That's not bad, but it's not quite up to the standard set by former Dallas Cowboy linebacker Thomas (Hollywood) Henderson. He once sized up a foe thusly: "Man, you're ugly. And I bet if I follow you home, someone ugly will open the door."
Of course, if you're going to talk it, you better be able to walk it, which means only good players get the privilege of talkin' smack. And that brings us to...
Or, "If you're such a good defensive coach, why don't you get somebody out here to stop me?"
That's what Skiles once said to Georgetown coach John Thompson after Skiles had drilled a few jumpers in a row against the Hoyas. No matter what anyone tells you, smack talkers come in all colors and from all socioeconomic backgrounds, but there is one generalization that can be made: Good shooters tend to talk a lot of yang. For instance, Felton Spencer, who played center for Louisville from 1986 to '90, remembers that Kentucky's Rex Chapman would come down the floor and say to him. "This jumper's for you," right before he let go of the ball.
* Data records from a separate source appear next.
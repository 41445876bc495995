use winnow::combinator::{alt, cut_err, peek, preceded, repeat};
use winnow::error::{ModalResult, StrContext, StrContextValue};
use winnow::prelude::*;
use winnow::token::{any, one_of, take_until, take_while};

use crate::render::collapse_ws;
use crate::types::RuleNode;

// -- Whitespace & comments --------------------------------------------------

fn ws(input: &mut &str) -> ModalResult<()> {
    let _: () = repeat(
        0..,
        alt((
            take_while(1.., char::is_whitespace).void(),
            ("/*", take_until(0.., "*/"), "*/").void(),
        )),
    )
    .parse_next(input)?;
    Ok(())
}

// -- Rule preludes ----------------------------------------------------------

/// Selector or condition text: everything up to the next structural
/// character.
fn prelude<'i>(input: &mut &'i str) -> ModalResult<&'i str> {
    take_while(1.., |c: char| !matches!(c, '{' | '}' | ';')).parse_next(input)
}

// -- Declaration blocks -----------------------------------------------------

/// Body of a `{ ... }` block, brace-balanced, consuming the closing brace.
/// Quoted strings are copied verbatim so `content: "}"` cannot end the
/// block early.
fn block_body(input: &mut &str) -> ModalResult<String> {
    let mut out = String::new();
    let mut depth = 0usize;
    loop {
        let ch = any.parse_next(input)?;
        match ch {
            '}' if depth == 0 => return Ok(out),
            '}' => {
                depth -= 1;
                out.push('}');
            }
            '{' => {
                depth += 1;
                out.push('{');
            }
            '"' | '\'' => {
                out.push(ch);
                quoted_run(ch, input, &mut out)?;
            }
            c => out.push(c),
        }
    }
}

fn quoted_run(quote: char, input: &mut &str, out: &mut String) -> ModalResult<()> {
    loop {
        let ch = any.parse_next(input)?;
        out.push(ch);
        match ch {
            '\\' => {
                let esc = any.parse_next(input)?;
                out.push(esc);
            }
            c if c == quote => return Ok(()),
            _ => {}
        }
    }
}

// -- Rules ------------------------------------------------------------------

fn media_rule(input: &mut &str) -> ModalResult<RuleNode> {
    "@media".parse_next(input)?;
    peek(one_of([' ', '\t', '\n', '\r', '(', '{'])).parse_next(input)?;
    let condition = cut_err(prelude)
        .context(StrContext::Expected(StrContextValue::Description(
            "media condition",
        )))
        .parse_next(input)?;
    cut_err('{').parse_next(input)?;
    let children = rule_seq(input)?;
    ws.parse_next(input)?;
    cut_err('}')
        .context(StrContext::Expected(StrContextValue::Description(
            "closing brace of @media block",
        )))
        .parse_next(input)?;
    Ok(RuleNode::media(collapse_ws(condition), children))
}

fn style_rule(input: &mut &str) -> ModalResult<RuleNode> {
    let selector = prelude.parse_next(input)?;
    '{'.parse_next(input)?;
    let body = cut_err(block_body)
        .context(StrContext::Expected(StrContextValue::Description(
            "closing brace of declaration block",
        )))
        .parse_next(input)?;
    Ok(RuleNode::style(collapse_ws(selector), body.trim().to_owned()))
}

/// Statement at-rules (`@import ...;`, `@charset ...;`) carry no
/// declarations to keep; consume and drop them.
fn statement_at_rule(input: &mut &str) -> ModalResult<()> {
    let text = (
        '@',
        take_while(1.., |c: char| c.is_ascii_alphanumeric() || c == '-'),
        take_while(0.., |c: char| !matches!(c, ';' | '{' | '}')),
        ';',
    )
        .take()
        .parse_next(input)?;
    log::debug!("dropping statement at-rule '{}'", collapse_ws(text));
    Ok(())
}

fn node(input: &mut &str) -> ModalResult<Option<RuleNode>> {
    preceded(
        ws,
        alt((
            media_rule.map(Some),
            statement_at_rule.map(|()| None),
            style_rule.map(Some),
        )),
    )
    .parse_next(input)
}

fn rule_seq(input: &mut &str) -> ModalResult<Vec<RuleNode>> {
    let nodes: Vec<Option<RuleNode>> = repeat(0.., node).parse_next(input)?;
    Ok(nodes.into_iter().flatten().collect())
}

// -- Top-level parser -------------------------------------------------------

pub fn stylesheet(input: &mut &str) -> ModalResult<Vec<RuleNode>> {
    let nodes = rule_seq(input)?;
    ws.parse_next(input)?;
    Ok(nodes)
}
Chapman was just continuing a Wildcat tradition. One of his predecessors. Jim Master, who played for Kentucky earlier in the 1980s, was an expert trash man. "He was the biggest talker on our team by far," says Bearup. "He would hit a jumper and say, "You'd better come out and get me.' And the defender would come out a little farther the next time, and he'd make another jumper and say, 'No, it's going to take another step.' "
Kansas's Rex Walters is another sweet-shooting guard who finds it hard not to boast during games—especially to opponents who try to hold or slap at him on defense. "I tell them, 'You can work as hard as you want,' " says Walters, " 'but I am going to get the ball. And I am going to score. So work, man. Work.' "
Henry Williams, a North Carolina Charlotte alumnus, also liked to punctuate his baskets with some chatter. He would set the tone for the evening by telling the player guarding him, "You're my toy. I'm gonna play with you anytime I want to."
Maybe good shooters are often big talkers because it takes self-assurance to do both. Rarely will you hear a steadier stream of trash than that coming from a shooter who is "raining" in J's.
"It's a confidence thing." says Williams. "When you're throwing in jumpers, you feel like nothing can stop you, and you just want to shout about it. Sometimes you're not even talking to the guy guarding you, you're just celebrating. And sometimes the better the talk makes you feel, the worse it makes him feel, which is O.K., too."